Give the number of lines in the records below that contain the word "normalized", and nothing more.

• [INPUT MATERIAL]
=====

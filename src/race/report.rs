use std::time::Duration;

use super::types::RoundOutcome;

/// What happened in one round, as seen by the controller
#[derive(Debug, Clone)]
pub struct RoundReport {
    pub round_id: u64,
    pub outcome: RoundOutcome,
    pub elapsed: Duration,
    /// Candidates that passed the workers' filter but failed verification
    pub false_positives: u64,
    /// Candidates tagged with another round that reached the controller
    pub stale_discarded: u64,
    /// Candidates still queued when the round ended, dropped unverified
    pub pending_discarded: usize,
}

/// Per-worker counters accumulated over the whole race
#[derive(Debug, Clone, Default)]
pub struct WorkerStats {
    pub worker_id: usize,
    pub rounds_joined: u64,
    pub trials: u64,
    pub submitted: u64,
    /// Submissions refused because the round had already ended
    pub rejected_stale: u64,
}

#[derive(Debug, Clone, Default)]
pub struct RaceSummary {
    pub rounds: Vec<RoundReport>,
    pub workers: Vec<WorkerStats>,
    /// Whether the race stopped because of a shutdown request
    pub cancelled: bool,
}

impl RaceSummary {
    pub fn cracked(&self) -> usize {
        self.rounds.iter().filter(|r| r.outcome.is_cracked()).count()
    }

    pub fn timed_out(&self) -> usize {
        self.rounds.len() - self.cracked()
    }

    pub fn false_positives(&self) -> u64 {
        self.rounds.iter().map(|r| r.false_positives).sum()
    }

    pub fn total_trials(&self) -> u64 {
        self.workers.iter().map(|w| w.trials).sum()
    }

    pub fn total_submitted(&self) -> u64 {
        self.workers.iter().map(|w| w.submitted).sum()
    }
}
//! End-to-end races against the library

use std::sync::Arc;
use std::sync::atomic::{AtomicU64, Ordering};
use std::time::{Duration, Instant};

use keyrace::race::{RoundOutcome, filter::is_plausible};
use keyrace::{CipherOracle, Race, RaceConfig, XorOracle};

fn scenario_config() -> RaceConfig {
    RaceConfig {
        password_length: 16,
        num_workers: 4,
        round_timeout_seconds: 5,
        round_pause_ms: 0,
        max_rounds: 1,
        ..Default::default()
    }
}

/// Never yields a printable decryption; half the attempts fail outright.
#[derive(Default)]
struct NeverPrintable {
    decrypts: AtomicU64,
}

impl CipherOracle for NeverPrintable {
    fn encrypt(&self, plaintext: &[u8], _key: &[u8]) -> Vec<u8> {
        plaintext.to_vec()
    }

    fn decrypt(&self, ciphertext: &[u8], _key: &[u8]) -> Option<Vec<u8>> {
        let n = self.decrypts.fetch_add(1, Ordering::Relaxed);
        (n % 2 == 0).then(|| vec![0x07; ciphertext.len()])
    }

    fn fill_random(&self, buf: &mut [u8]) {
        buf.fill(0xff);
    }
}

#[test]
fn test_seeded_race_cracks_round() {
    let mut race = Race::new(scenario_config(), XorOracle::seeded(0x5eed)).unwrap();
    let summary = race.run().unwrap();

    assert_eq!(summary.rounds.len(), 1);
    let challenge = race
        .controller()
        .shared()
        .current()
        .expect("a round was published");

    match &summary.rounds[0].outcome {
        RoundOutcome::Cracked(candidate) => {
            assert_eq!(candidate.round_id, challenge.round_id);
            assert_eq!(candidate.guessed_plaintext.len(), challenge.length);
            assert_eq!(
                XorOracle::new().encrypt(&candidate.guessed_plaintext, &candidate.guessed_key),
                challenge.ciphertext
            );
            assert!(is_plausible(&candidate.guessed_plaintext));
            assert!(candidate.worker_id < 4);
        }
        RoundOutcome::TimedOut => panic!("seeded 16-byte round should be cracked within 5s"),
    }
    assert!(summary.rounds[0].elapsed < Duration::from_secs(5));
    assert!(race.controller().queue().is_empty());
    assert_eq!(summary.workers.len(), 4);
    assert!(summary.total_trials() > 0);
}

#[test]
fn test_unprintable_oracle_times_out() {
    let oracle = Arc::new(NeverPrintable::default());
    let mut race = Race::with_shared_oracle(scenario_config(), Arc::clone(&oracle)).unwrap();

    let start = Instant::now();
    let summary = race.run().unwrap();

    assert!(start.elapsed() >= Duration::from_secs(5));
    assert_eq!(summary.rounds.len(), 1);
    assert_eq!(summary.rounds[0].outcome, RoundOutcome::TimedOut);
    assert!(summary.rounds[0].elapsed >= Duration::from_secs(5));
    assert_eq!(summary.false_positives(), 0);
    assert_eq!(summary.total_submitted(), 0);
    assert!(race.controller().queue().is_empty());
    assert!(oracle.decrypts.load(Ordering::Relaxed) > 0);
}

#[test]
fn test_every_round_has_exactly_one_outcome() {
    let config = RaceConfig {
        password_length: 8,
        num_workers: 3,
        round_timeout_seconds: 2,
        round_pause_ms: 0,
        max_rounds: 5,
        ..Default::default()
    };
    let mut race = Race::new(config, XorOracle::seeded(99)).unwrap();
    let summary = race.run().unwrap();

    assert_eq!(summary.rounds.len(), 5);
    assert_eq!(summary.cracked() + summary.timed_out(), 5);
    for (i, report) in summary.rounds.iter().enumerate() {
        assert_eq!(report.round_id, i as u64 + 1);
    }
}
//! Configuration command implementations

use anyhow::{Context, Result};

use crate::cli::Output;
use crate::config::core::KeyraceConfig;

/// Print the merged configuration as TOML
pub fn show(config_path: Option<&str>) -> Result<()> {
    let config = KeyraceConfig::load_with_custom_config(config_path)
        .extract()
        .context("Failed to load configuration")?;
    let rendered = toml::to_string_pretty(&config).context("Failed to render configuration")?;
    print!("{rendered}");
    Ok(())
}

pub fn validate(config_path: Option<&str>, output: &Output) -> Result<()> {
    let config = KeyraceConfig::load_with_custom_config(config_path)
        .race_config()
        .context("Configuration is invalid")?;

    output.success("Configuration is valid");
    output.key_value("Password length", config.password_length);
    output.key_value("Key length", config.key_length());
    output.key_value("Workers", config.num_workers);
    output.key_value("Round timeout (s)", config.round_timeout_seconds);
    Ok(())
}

=====

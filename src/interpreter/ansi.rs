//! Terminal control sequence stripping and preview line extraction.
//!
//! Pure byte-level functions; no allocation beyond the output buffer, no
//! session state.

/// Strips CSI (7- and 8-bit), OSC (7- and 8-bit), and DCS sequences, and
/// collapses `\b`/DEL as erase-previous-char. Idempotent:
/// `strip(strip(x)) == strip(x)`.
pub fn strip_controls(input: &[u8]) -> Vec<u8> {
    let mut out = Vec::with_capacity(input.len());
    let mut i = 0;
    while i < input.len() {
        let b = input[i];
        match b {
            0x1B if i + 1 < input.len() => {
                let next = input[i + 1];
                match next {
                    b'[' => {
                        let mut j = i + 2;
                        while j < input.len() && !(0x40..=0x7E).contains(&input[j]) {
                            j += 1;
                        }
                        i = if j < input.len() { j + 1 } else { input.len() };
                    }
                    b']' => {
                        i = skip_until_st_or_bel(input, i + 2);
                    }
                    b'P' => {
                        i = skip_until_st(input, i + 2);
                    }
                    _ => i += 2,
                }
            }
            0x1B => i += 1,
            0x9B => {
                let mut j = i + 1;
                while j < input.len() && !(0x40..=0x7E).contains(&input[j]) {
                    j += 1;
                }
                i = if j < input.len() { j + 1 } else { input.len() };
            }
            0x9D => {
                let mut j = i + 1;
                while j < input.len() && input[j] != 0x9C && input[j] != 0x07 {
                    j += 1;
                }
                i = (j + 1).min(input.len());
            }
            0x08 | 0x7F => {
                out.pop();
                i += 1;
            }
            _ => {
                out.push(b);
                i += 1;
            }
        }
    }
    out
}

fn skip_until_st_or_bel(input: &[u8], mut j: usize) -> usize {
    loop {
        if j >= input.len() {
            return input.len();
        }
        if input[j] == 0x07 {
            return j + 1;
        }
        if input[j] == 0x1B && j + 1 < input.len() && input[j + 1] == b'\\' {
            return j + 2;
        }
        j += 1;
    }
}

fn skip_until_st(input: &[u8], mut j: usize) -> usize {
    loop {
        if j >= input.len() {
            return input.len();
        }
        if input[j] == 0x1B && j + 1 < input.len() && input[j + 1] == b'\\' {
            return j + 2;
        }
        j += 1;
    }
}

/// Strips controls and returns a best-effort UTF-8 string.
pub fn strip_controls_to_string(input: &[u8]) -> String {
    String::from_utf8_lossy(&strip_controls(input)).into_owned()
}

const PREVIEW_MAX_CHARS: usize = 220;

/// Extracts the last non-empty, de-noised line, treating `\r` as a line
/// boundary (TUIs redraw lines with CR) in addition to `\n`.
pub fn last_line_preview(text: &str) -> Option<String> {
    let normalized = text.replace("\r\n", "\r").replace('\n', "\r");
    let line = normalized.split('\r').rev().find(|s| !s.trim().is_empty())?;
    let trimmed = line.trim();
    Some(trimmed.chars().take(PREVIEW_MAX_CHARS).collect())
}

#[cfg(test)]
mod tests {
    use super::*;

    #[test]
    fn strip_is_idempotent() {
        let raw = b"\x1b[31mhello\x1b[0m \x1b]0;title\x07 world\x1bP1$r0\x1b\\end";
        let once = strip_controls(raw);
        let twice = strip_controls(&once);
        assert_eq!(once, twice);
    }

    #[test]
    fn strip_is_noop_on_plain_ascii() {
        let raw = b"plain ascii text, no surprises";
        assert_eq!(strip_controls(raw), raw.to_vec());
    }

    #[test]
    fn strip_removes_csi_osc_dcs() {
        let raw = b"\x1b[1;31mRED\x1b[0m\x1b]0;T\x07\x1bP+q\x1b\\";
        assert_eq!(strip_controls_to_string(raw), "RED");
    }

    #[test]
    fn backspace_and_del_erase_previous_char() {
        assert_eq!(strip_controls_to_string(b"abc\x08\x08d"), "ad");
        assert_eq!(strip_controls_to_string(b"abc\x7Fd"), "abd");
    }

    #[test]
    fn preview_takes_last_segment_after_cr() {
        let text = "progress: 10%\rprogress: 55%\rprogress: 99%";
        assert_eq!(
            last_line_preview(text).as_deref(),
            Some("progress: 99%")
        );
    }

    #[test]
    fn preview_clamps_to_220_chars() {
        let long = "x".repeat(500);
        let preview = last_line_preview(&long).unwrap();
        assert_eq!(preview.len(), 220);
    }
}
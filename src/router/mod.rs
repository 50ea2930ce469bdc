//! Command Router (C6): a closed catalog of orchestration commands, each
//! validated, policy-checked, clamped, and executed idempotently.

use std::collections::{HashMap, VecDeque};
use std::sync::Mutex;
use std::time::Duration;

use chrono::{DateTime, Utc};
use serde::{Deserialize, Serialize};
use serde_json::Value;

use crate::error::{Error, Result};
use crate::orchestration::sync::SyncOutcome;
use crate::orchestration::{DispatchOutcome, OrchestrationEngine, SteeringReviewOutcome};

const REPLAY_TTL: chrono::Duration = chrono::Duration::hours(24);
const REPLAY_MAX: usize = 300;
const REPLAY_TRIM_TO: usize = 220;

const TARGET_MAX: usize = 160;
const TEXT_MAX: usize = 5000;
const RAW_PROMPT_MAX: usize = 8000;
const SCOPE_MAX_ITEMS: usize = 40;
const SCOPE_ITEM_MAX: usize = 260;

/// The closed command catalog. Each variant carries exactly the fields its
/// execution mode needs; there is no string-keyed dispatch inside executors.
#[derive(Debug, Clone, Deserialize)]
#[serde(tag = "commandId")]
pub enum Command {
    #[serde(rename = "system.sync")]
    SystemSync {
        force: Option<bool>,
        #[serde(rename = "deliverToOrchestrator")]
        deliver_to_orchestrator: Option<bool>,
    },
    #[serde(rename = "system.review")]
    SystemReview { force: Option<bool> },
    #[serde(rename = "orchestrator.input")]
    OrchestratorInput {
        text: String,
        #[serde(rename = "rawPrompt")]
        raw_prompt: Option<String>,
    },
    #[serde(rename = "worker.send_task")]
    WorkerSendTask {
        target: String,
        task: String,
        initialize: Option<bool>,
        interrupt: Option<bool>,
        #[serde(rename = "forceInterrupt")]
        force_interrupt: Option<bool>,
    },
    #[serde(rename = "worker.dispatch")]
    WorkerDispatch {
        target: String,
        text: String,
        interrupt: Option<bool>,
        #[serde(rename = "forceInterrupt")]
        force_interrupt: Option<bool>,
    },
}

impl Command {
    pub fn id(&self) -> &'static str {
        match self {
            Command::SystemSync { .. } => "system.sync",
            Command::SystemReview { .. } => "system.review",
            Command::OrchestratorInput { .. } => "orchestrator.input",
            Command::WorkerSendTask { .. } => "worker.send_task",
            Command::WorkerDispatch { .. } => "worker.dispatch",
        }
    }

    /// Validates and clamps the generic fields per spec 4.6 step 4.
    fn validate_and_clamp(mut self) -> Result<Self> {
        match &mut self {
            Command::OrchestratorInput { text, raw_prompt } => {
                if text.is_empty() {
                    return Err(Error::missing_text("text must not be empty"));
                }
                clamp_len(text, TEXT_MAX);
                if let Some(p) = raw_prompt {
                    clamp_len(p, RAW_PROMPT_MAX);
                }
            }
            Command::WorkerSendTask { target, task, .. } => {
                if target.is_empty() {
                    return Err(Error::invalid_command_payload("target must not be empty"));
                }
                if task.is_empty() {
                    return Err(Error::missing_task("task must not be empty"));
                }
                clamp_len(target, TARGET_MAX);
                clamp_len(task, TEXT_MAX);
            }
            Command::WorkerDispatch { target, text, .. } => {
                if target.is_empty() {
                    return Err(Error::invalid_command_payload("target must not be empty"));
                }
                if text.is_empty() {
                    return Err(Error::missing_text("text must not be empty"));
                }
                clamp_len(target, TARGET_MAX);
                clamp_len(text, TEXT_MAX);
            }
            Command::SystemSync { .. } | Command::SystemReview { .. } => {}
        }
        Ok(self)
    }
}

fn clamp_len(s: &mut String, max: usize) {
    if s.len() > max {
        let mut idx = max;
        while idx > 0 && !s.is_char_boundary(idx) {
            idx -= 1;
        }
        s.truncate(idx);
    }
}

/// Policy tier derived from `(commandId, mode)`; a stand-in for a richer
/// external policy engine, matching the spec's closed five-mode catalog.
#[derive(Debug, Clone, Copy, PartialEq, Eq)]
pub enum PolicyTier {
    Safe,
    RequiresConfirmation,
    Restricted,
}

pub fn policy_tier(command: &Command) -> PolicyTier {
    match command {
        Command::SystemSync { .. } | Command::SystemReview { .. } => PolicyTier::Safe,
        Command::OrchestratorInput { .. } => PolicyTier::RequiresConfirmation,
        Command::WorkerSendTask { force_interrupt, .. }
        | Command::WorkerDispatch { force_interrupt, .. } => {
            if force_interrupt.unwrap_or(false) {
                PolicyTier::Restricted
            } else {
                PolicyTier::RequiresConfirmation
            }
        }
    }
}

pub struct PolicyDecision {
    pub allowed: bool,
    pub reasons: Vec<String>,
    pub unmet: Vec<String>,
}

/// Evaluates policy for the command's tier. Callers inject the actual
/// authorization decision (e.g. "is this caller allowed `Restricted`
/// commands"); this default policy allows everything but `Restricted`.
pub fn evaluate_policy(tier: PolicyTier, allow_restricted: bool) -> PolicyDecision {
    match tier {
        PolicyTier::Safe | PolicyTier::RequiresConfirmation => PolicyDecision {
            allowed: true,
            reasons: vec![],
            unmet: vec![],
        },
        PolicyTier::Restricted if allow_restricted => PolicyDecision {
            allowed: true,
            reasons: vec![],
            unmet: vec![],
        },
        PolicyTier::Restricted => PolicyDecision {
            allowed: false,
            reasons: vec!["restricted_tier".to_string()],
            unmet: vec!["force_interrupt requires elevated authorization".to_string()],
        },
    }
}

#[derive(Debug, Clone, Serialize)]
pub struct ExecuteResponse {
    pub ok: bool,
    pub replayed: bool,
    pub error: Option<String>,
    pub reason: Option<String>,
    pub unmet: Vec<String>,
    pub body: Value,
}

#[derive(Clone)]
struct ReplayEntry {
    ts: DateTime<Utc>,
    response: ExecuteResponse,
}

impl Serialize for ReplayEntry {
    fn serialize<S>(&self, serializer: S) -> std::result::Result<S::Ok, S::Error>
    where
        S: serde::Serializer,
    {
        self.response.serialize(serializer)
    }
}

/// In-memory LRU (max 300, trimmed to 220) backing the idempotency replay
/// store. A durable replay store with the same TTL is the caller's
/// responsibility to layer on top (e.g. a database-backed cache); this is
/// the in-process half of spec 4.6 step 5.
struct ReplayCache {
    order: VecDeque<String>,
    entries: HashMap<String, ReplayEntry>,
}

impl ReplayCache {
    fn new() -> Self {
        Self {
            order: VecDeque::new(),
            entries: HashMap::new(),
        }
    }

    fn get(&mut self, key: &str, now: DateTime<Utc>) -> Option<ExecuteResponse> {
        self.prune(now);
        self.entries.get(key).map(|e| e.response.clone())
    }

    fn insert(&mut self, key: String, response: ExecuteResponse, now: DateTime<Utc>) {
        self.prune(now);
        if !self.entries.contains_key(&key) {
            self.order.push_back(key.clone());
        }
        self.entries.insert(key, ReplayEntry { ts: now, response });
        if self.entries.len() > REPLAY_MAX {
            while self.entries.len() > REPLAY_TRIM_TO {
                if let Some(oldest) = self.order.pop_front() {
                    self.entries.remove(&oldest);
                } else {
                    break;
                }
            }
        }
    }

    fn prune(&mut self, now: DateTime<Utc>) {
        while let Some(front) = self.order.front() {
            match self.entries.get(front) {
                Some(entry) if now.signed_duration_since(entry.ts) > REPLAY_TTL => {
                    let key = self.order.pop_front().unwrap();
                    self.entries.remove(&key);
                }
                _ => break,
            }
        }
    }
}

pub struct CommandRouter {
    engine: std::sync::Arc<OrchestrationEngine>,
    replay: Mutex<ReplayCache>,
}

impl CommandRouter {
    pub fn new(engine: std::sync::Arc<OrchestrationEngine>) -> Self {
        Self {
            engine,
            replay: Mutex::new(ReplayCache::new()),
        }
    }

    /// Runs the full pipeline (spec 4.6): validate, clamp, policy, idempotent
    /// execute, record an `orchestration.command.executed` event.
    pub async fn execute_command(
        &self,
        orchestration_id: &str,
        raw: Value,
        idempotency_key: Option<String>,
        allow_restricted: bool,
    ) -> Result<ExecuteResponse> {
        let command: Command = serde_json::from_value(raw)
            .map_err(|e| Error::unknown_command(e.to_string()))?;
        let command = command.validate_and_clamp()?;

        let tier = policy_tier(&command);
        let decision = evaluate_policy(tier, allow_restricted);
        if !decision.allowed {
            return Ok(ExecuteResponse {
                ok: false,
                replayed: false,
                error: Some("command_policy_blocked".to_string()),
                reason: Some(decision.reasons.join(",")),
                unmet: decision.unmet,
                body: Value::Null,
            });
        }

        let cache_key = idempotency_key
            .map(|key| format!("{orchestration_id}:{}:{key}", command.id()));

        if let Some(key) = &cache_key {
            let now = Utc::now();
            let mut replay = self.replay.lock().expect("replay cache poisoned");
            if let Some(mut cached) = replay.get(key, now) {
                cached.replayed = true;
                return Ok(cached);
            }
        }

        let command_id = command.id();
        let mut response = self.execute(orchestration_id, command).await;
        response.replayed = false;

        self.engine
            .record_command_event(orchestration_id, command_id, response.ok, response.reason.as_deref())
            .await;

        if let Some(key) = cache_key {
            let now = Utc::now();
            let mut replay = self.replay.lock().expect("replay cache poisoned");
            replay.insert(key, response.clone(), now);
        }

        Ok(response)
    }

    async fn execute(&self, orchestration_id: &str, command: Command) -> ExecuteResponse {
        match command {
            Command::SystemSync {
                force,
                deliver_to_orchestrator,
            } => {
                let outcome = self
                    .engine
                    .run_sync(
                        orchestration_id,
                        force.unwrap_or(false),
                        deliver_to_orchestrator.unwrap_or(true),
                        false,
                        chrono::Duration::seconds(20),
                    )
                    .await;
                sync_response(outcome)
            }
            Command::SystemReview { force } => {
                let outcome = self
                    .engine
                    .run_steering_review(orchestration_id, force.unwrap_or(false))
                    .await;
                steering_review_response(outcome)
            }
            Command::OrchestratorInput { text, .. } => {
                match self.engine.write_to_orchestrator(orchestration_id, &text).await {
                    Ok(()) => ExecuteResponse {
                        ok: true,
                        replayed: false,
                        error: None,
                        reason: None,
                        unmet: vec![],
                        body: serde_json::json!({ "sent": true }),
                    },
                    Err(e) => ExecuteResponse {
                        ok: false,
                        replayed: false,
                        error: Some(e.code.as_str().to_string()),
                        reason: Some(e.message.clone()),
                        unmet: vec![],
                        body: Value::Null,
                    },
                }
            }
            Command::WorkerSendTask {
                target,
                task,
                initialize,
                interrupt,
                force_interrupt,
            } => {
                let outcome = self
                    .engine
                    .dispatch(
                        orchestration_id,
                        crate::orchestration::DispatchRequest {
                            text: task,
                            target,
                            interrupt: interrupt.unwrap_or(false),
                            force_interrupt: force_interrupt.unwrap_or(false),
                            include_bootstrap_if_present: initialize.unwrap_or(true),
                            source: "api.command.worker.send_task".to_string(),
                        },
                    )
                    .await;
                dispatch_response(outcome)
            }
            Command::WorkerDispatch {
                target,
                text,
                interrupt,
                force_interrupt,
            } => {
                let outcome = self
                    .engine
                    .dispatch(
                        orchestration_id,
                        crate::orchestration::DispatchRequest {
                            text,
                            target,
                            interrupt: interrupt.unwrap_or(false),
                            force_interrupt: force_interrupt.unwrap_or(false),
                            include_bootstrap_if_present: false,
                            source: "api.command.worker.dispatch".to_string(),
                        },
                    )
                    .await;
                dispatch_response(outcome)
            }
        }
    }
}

=====

• [RESPONSE BOX]
2